By leveraging cloud capabilities, edge computing brings computing power and storage closer to where the data is generated and consumed. Whether that means deploying the enterprise on-premises or over a mobile network depends on the application requirements, but – like the real estate market – it’s all about location, location, location. It’s also a complete reversal of the trend towards centralization we’ve seen in recent years to reduce costs and stay in control.

To be clear, edge computing is not an entirely new concept. Distributed cloud and other similar technologies are already being used by players, including major media streaming providers around the world. But with the arrival of 5G comes a whole new level of network features, and in turn, a whole new world of opportunity. And without bringing consumption and processing capabilities closer together, the full promise of 5G for customers and consumers simply cannot be realized. As we often say, “Without edge computing, 5G is just faster 4G.”

So how can CSPs deliver the end-to-end capabilities, bring the network and edge together, and position themselves to make the most of these early opportunities? For starters, here are five key interdependent areas to consider when it comes to defining and deploying your edge computing solutions.


When it comes to the edge infrastructure layer, we’re talking about where the compute, storage and application hosting is: bringing the cloud to the edge. Unlike other network infrastructure, edge infrastructure is not about bringing in a set of servers or static machines on which to install your application. It’s about introducing a way to manage things – similar to how you would manage cloud capabilities today, but at the edge, in a distributed environment.

Because reliability will be critical for edge applications, the infrastructure needs to be footprint-flexible, efficient and automated. Depending on the application requirements, the infrastructure can be on-premises or in the CSP networks, where the telco workloads and 3PP OTT applications are hosted with limited local management. To support diverse applications, it is essential that the infrastructure also supports multi- and hybrid cloud.


Edge orchestration comes down to resource distribution and configuration. You can’t just have hundreds of places in one country with edge workloads, and have all applications deployed in all locations at all times – it would be resource-intensive and way too expensive. Since the edge is naturally smaller than a centralized location, it is a resource-constrained environment. This makes it vital to map the topology taking into account the capabilities of all the different sites in the network, identify the best location for an application and continuously monitor it for optimal use.

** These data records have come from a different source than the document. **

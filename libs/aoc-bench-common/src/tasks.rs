use sha2::{Digest, Sha256};
use std::fs;
use std::path::Path;

use crate::error::{BenchError, Result};
use crate::paths;
use crate::types::Task;

/// Size and content hash of a file
#[derive(Debug, Clone, PartialEq, Eq)]
pub struct FileDigest {
    pub bytes: u64,
    pub sha256: String,
}

pub fn digest_file(path: &Path) -> Result<FileDigest> {
    let buf = fs::read(path).map_err(|e| BenchError::io(path, e))?;
    Ok(FileDigest {
        bytes: buf.len() as u64,
        sha256: hex::encode(Sha256::digest(&buf)),
    })
}

/// Build task metadata for each id. The input file must exist; the
/// prompt document is optional.
pub fn load_task(repo_root: &Path, task_id: &str) -> Result<Task> {
    let input = paths::input_path(repo_root, task_id);
    let input_digest = digest_file(&input)?;

    let prompt = paths::prompt_path(repo_root, task_id);
    let prompt_digest = if prompt.is_file() {
        Some(digest_file(&prompt)?)
    } else {
        None
    };

    Ok(Task {
        task_id: task_id.to_string(),
        input_path: paths::relative_to(repo_root, &input),
        input_bytes: input_digest.bytes,
        input_sha256: input_digest.sha256,
        prompt_path: prompt_digest
            .as_ref()
            .map(|_| paths::relative_to(repo_root, &prompt)),
        prompt_bytes: prompt_digest.as_ref().map(|d| d.bytes),
        prompt_sha256: prompt_digest.map(|d| d.sha256),
    })
}

pub fn load_tasks(repo_root: &Path, task_ids: &[String]) -> Result<Vec<Task>> {
    task_ids.iter().map(|id| load_task(repo_root, id)).collect()
}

We call this “Smart Workload Placement” – using algorithms to weigh up how to deliver the best capabilities where they are needed most, and find that sweet spot where the cost of deploying an application in a multi cloud infrastructure are offset by the benefits it would deliver. Dynamic resource allocation and ensuring that data flows and information get to the right place are critical to the effective functioning of applications at the edge, especially in a multi-cloud environment.

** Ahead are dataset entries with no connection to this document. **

use anyhow::{Context, Result};
use aoc_bench_common::discovery::detect_entry_hint;
use aoc_bench_common::Language;
use lazy_static::lazy_static;
use regex::Regex;
use serde_json::Value;
use std::fs;
use std::io::Write;
use std::path::Path;
use tracing::{debug, warn};

use super::{path_arg, Outcome, RunnerContext};
use crate::engine::{CommandSpec, ExecutionEngine};

lazy_static! {
    static ref COMMONJS_MARKERS: [Regex; 3] = [
        Regex::new(r"\brequire\s*\(").expect("valid regex"),
        Regex::new(r"\bmodule\.exports\b").expect("valid regex"),
        Regex::new(r"\bexports\.[A-Za-z_$][\w$]*").expect("valid regex"),
    ];
}

/// How a `.js` entry must be started
#[derive(Debug, Clone, Copy, PartialEq, Eq)]
pub enum ModuleFlavor {
    /// Let node decide from the file extension and nearest package.json
    AsIs,
    /// Run a temporary `.cjs` copy so node loads it as CommonJS
    CommonJs,
}

/// `"type"` declared by the solution's own package.json, if any
fn declared_module_type(root: &Path) -> Option<String> {
    let raw = fs::read_to_string(root.join("package.json")).ok()?;
    let manifest: Value = serde_json::from_str(&raw).ok()?;
    manifest.get("type")?.as_str().map(str::to_string)
}

pub fn looks_like_commonjs(source: &str) -> bool {
    COMMONJS_MARKERS.iter().any(|re| re.is_match(source))
}

/// Decide the flavor of a `.js` entry.
///
/// A solution that declares `"type"` in its own package.json is run as-is:
/// node honours the nearest manifest. Only undeclared solutions fall back
/// to sniffing the source, and only when that is enabled.
pub fn resolve_flavor(root: &Path, source: &str, sniff: bool) -> ModuleFlavor {
    if declared_module_type(root).is_some() {
        return ModuleFlavor::AsIs;
    }
    if sniff && looks_like_commonjs(source) {
        ModuleFlavor::CommonJs
    } else {
        ModuleFlavor::AsIs
    }
}

/// Install declared dependencies once; failures are logged and the run continues
async fn ensure_dependencies<E: ExecutionEngine>(ctx: &RunnerContext<'_, E>) {
    let root = ctx.root();
    if !root.join("package.json").is_file() || root.join("node_modules").exists() {
        return;
    }

    let subcommand = if root.join("package-lock.json").is_file() {
        "ci"
    } else {
        "install"
    };
    let spec = CommandSpec::new(
        &ctx.config.npm_bin,
        root,
        ctx.config.install_timeout_ms(ctx.timeout_ms),
    )
    .arg(subcommand);

    debug!(solution = %ctx.solution.id, "npm {}", subcommand);
    match ctx.engine.execute(&spec).await {
        Ok(out) if out.succeeded() => {}
        Ok(out) => warn!(
            solution = %ctx.solution.id,
            exit_code = out.exit_code,
            timed_out = out.timed_out,
            "Dependency install failed"
        ),
        Err(e) => warn!(solution = %ctx.solution.id, error = %e, "Dependency install could not start"),
    }
}

/// Node/Bun strategy: install dependencies, pick an entry, respect the module flavor
pub async fn run<E: ExecutionEngine>(ctx: &RunnerContext<'_, E>) -> Result<Outcome> {
    ensure_dependencies(ctx).await;

    let Some(entry_name) = detect_entry_hint(ctx.root(), Language::Js) else {
        return Ok(Outcome::NoEntry(format!(
            "No JavaScript/TypeScript file found in {}",
            ctx.solution.rel_dir
        )));
    };
    let entry = ctx.root().join(&entry_name);
    let ext = entry
        .extension()
        .and_then(|e| e.to_str())
        .unwrap_or_default()
        .to_ascii_lowercase();

    if ext == "ts" || ext == "tsx" {
        let spec = ctx.solution_command(&ctx.config.bun_bin, &[path_arg(&entry)]);
        let exec = ctx.engine.execute(&spec).await?;
        return Ok(Outcome::Executed {
            exec,
            build_time_ms: None,
        });
    }

    let source = if ext == "js" {
        fs::read_to_string(&entry).unwrap_or_default()
    } else {
        String::new()
    };

    let exec = match resolve_flavor(ctx.root(), &source, ctx.config.sniff_commonjs) {
        ModuleFlavor::CommonJs if !source.is_empty() => {
            // The copy sits next to the original so relative requires resolve;
            // it is removed when `copy` drops, whatever happens below.
            let mut copy = tempfile::Builder::new()
                .prefix(&format!(".tmp-bench-{}-", ctx.solution.id))
                .suffix(".cjs")
                .tempfile_in(ctx.root())
                .context("Failed to create temporary CommonJS copy")?;
            copy.write_all(source.as_bytes())
                .and_then(|_| copy.flush())
                .context("Failed to write temporary CommonJS copy")?;

            debug!(solution = %ctx.solution.id, entry = %entry_name, "Running as CommonJS copy");
            let spec = ctx.solution_command(&ctx.config.node_bin, &[path_arg(copy.path())]);
            ctx.engine.execute(&spec).await?
        }
        _ => {
            let spec = ctx.solution_command(&ctx.config.node_bin, &[path_arg(&entry)]);
            ctx.engine.execute(&spec).await?
        }
    };

    Ok(Outcome::Executed {
        exec,
        build_time_ms: None,
    })
}

#[cfg(test)]
mod tests {
    use super::*;
    use crate::engine::testing::{ok, ScriptedEngine};
    use aoc_bench_common::{Authorship, Config, Solution};
    use std::path::PathBuf;
    use tempfile::TempDir;

    fn solution_at(root: &Path) -> Solution {
        Solution {
            id: "feedface00000000".to_string(),
            task_id: "01".to_string(),
            source: Authorship::Model("model-a".to_string()),
            language: Language::Js,
            root_dir: root.to_path_buf(),
            rel_dir: "ai-solutions/01/model-a/js".to_string(),
            entry_hint: None,
        }
    }

    #[test]
    fn test_commonjs_heuristic() {
        assert!(looks_like_commonjs("const fs = require('fs');"));
        assert!(looks_like_commonjs("module.exports = { solve };"));
        assert!(looks_like_commonjs("exports.part1 = part1;"));
        assert!(!looks_like_commonjs("import fs from 'node:fs';\nconsole.log(1);"));
        assert!(!looks_like_commonjs("const requirement = 3;"));
    }

    #[test]
    fn test_declared_type_wins_over_sniffing() {
        let dir = TempDir::new().unwrap();
        let cjs_source = "const fs = require('fs');";
        assert_eq!(resolve_flavor(dir.path(), cjs_source, true), ModuleFlavor::CommonJs);
        assert_eq!(resolve_flavor(dir.path(), cjs_source, false), ModuleFlavor::AsIs);

        fs::write(dir.path().join("package.json"), r#"{"type": "commonjs"}"#).unwrap();
        assert_eq!(resolve_flavor(dir.path(), cjs_source, true), ModuleFlavor::AsIs);
    }

    #[tokio::test]
    async fn test_commonjs_copy_is_used_and_removed() {
        let dir = TempDir::new().unwrap();
        let source = "const fs = require('fs');\nconsole.log(3);\n";
        fs::write(dir.path().join("index.js"), source).unwrap();

        let engine = ScriptedEngine::new(move |spec| {
            let copy = PathBuf::from(&spec.args[0]);
            assert_eq!(copy.extension().unwrap(), "cjs");
            assert_eq!(fs::read_to_string(&copy).unwrap(), source);
            Ok(ok("3\n"))
        });
        let config = Config::default();
        let solution = solution_at(dir.path());
        let input = PathBuf::from("/abs/in.txt");
        let ctx = RunnerContext {
            engine: &engine,
            config: &config,
            solution: &solution,
            input_path: &input,
            timeout_ms: 2_000,
        };

        let outcome = run(&ctx).await.unwrap();
        assert!(matches!(outcome, Outcome::Executed { .. }));

        let calls = engine.calls();
        assert_eq!(calls.len(), 1);
        assert_eq!(calls[0].program, PathBuf::from("node"));
        assert_eq!(calls[0].args[1], "/abs/in.txt");
        assert!(!PathBuf::from(&calls[0].args[0]).exists());

        let leftovers: Vec<_> = fs::read_dir(dir.path())
            .unwrap()
            .filter_map(|e| e.ok())
            .filter(|e| e.file_name().to_string_lossy().starts_with(".tmp-bench-"))
            .collect();
        assert!(leftovers.is_empty());
        assert_eq!(fs::read_to_string(dir.path().join("index.js")).unwrap(), source);
    }

    #[tokio::test]
    async fn test_copy_removed_when_engine_fails() {
        let dir = TempDir::new().unwrap();
        fs::write(dir.path().join("main.js"), "module.exports = 1;\n").unwrap();

        let engine = ScriptedEngine::new(|_| Err(anyhow::anyhow!("node missing")));
        let config = Config::default();
        let solution = solution_at(dir.path());
        let input = PathBuf::from("/abs/in.txt");
        let ctx = RunnerContext {
            engine: &engine,
            config: &config,
            solution: &solution,
            input_path: &input,
            timeout_ms: 2_000,
        };

        assert!(run(&ctx).await.is_err());
        let copy = PathBuf::from(&engine.calls()[0].args[0]);
        assert!(!copy.exists());
    }

    #[tokio::test]
    async fn test_installs_dependencies_then_runs_typescript_with_bun() {
        let dir = TempDir::new().unwrap();
        fs::write(dir.path().join("package.json"), r#"{"type": "module"}"#).unwrap();
        fs::write(dir.path().join("package-lock.json"), "{}").unwrap();
        fs::write(dir.path().join("index.ts"), "console.log(1)").unwrap();

        let engine = ScriptedEngine::printing("1\n");
        let config = Config::default();
        let solution = solution_at(dir.path());
        let input = PathBuf::from("/abs/in.txt");
        let ctx = RunnerContext {
            engine: &engine,
            config: &config,
            solution: &solution,
            input_path: &input,
            timeout_ms: 500_000,
        };

        run(&ctx).await.unwrap();
        let calls = engine.calls();
        assert_eq!(calls.len(), 2);
        assert_eq!(calls[0].program, PathBuf::from("npm"));
        assert_eq!(calls[0].args, vec!["ci".to_string()]);
        assert_eq!(calls[0].timeout_ms(), 120_000);
        assert_eq!(calls[1].program, PathBuf::from("bun"));
        assert_eq!(calls[1].timeout_ms(), 500_000);
    }

    #[tokio::test]
    async fn test_existing_node_modules_skips_install() {
        let dir = TempDir::new().unwrap();
        fs::write(dir.path().join("package.json"), "{}").unwrap();
        fs::create_dir_all(dir.path().join("node_modules")).unwrap();
        fs::write(dir.path().join("index.mjs"), "console.log(1)").unwrap();

        let engine = ScriptedEngine::printing("1\n");
        let config = Config::default();
        let solution = solution_at(dir.path());
        let input = PathBuf::from("/abs/in.txt");
        let ctx = RunnerContext {
            engine: &engine,
            config: &config,
            solution: &solution,
            input_path: &input,
            timeout_ms: 1_000,
        };

        run(&ctx).await.unwrap();
        let calls = engine.calls();
        assert_eq!(calls.len(), 1);
        assert_eq!(calls[0].program, PathBuf::from("node"));
        assert_eq!(calls[0].args[0], path_arg(&dir.path().join("index.mjs")));
    }
}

Learn more about enterprise service orchestration and how it can transform technology.

user plane

Separation of control and user plane functions (CUPS) was a technology introduced in 4G and has since become more advanced with the advent of 5G, which makes up the three core packet functions. While the control plane deals with access and mobility and session management functions and can be centralized, the user plane function is essentially the gateway between the network and the application – the connection point where the network meets the Internet.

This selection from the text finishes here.